Assembleia Municipal de Lisboa rejeita censurar Carlos Moedas

A Assembleia Municipal de Lisboa rejeitou hoje a moção de censura do CHEGA ao presidente da câmara, Carlos Moedas (PSD), que pretendia responsabilizá-lo politicamente pela tragédia do descarrilamento do elevador da Glória.

© D.R.

Entre os 75 deputados municipais, votaram contra PSD, IL, MPT, Aliança e CDS-PP, abstiveram-se BE, Livre, PEV, PCP, dois deputados independentes do movimento Cidadãos por Lisboa (eleitos pela coligação PS/Livre), PS e PAN, e votaram a favor PPM e CHEGA.

Acusando o presidente da Câmara de Lisboa de falhar no dever de “garantir a segurança da cidade”, a moção de censura do CHEGA foi apresentada na sequência do descarrilamento do elevador da Glória, que ocorreu na quarta-feira e provocou 16 mortos e 22 feridos, entre portugueses e estrangeiros de várias nacionalidades.

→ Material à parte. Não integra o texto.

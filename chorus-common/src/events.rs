//! Event types for the chorus event system
//!
//! The playback core communicates outward through a broadcast `EventBus`:
//! one-to-many fan-out to dashboard renderers, the gateway glue, and tests.
//! Command channels (tokio::mpsc) carry request-to-single-handler traffic and
//! are private to the player crate.

use crate::types::{DeckId, GuildId};
use serde::{Deserialize, Serialize};
use tokio::sync::broadcast;

/// Events the playback core emits so a dashboard can reflect state.
///
/// These are the externally visible state changes only; sidecar protocol
/// events stay internal to the player crate.
#[derive(Debug, Clone, Serialize, Deserialize)]
#[serde(tag = "type")]
pub enum CoreEvent {
    /// Something user-visible changed; re-render the guild dashboard
    DashboardRefresh {
        guild: GuildId,
        timestamp: chrono::DateTime<chrono::Utc>,
    },

    /// A song began playing
    SongStarted {
        guild: GuildId,
        index: usize,
        title: String,
        deck: DeckId,
        timestamp: chrono::DateTime<chrono::Utc>,
    },

    /// The queue ran out; only the last-played song is retained
    QueueFinished {
        guild: GuildId,
        last_title: Option<String>,
        timestamp: chrono::DateTime<chrono::Utc>,
    },

    /// Queue contents changed (enqueue/insert/remove/shuffle/clear)
    QueueChanged {
        guild: GuildId,
        len: usize,
        timestamp: chrono::DateTime<chrono::Utc>,
    },

    /// Playback paused or resumed
    PauseStateChanged {
        guild: GuildId,
        paused: bool,
        timestamp: chrono::DateTime<chrono::Utc>,
    },

    /// A crossfade between decks began
    CrossfadeStarted {
        guild: GuildId,
        to_deck: DeckId,
        timestamp: chrono::DateTime<chrono::Utc>,
    },

    /// The mixer sidecar died
    MixerCrashed {
        guild: GuildId,
        reason: String,
        will_recover: bool,
        timestamp: chrono::DateTime<chrono::Utc>,
    },

    /// The guild session was torn down
    SessionDestroyed {
        guild: GuildId,
        timestamp: chrono::DateTime<chrono::Utc>,
    },
}

impl CoreEvent {
    /// Get event type as string for filtering
    pub fn event_type(&self) -> &str {
        match self {
            CoreEvent::DashboardRefresh { .. } => "DashboardRefresh",
            CoreEvent::SongStarted { .. } => "SongStarted",
            CoreEvent::QueueFinished { .. } => "QueueFinished",
            CoreEvent::QueueChanged { .. } => "QueueChanged",
            CoreEvent::PauseStateChanged { .. } => "PauseStateChanged",
            CoreEvent::CrossfadeStarted { .. } => "CrossfadeStarted",
            CoreEvent::MixerCrashed { .. } => "MixerCrashed",
            CoreEvent::SessionDestroyed { .. } => "SessionDestroyed",
        }
    }

    /// The guild this event belongs to
    pub fn guild(&self) -> GuildId {
        match self {
            CoreEvent::DashboardRefresh { guild, .. }
            | CoreEvent::SongStarted { guild, .. }
            | CoreEvent::QueueFinished { guild, .. }
            | CoreEvent::QueueChanged { guild, .. }
            | CoreEvent::PauseStateChanged { guild, .. }
            | CoreEvent::CrossfadeStarted { guild, .. }
            | CoreEvent::MixerCrashed { guild, .. }
            | CoreEvent::SessionDestroyed { guild, .. } => *guild,
        }
    }
}

/// One-to-many event broadcaster backed by tokio::broadcast.
pub struct EventBus {
    tx: broadcast::Sender<CoreEvent>,
    capacity: usize,
}

impl EventBus {
    /// Create a bus buffering up to `capacity` events per subscriber
    pub fn new(capacity: usize) -> Self {
        let (tx, _) = broadcast::channel(capacity);
        Self { tx, capacity }
    }

    pub fn capacity(&self) -> usize {
        self.capacity
    }

    pub fn subscriber_count(&self) -> usize {
        self.tx.receiver_count()
    }

    pub fn subscribe(&self) -> broadcast::Receiver<CoreEvent> {
        self.tx.subscribe()
    }

    /// Emit an event; errors when there are no subscribers
    pub fn emit(&self, event: CoreEvent) -> std::result::Result<usize, Box<CoreEvent>> {
        self.tx
            .send(event)
            .map_err(|broadcast::error::SendError(ev)| Box::new(ev))
    }

    /// Emit an event, ignoring the no-subscribers case
    pub fn emit_lossy(&self, event: CoreEvent) {
        let _ = self.tx.send(event);
    }
}

impl Default for EventBus {
    fn default() -> Self {
        Self::new(100)
    }
}

#[cfg(test)]
mod tests {
    use super::*;
    use crate::types::GuildId;
    use std::sync::Arc;

    fn refresh(guild: u64) -> CoreEvent {
        CoreEvent::DashboardRefresh {
            guild: GuildId(guild),
            timestamp: chrono::Utc::now(),
        }
    }

    #[test]
    fn test_eventbus_new() {
        let bus = EventBus::new(100);
        assert_eq!(bus.capacity(), 100);
        assert_eq!(bus.subscriber_count(), 0);
    }

    #[test]
    fn test_eventbus_subscribe() {
        let bus = EventBus::new(100);
        let _rx = bus.subscribe();
        assert_eq!(bus.subscriber_count(), 1);

        let _rx2 = bus.subscribe();
        assert_eq!(bus.subscriber_count(), 2);
    }

    #[tokio::test]
    async fn test_eventbus_emit_no_subscribers() {
        let bus = EventBus::new(100);
        assert!(bus.emit(refresh(1)).is_err());
    }

    #[tokio::test]
    async fn test_eventbus_emit_with_subscriber() {
        let bus = Arc::new(EventBus::new(100));
        let mut rx = bus.subscribe();

        assert!(bus.emit(refresh(7)).is_ok());

        let received = rx.recv().await.unwrap();
        match received {
            CoreEvent::DashboardRefresh { guild, .. } => assert_eq!(guild, GuildId(7)),
            other => panic!("Wrong event type received: {:?}", other),
        }
    }

    #[tokio::test]
    async fn test_eventbus_emit_lossy() {
        let bus = EventBus::new(100);
        // Should not panic even without subscribers
        bus.emit_lossy(refresh(1));
    }

    #[test]
    fn test_event_type_and_guild() {
        let ev = refresh(42);
        assert_eq!(ev.event_type(), "DashboardRefresh");
        assert_eq!(ev.guild(), GuildId(42));
    }
}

De acordo com o Regimento da Assembleia Municipal de Lisboa, as moções de censura “visam censurar a ação da câmara municipal” e servem para “tomar posição” sobre assuntos de interesse para o município, no âmbito da competência de fiscalização deste órgão, sem ter poder para destituir o executivo camarário.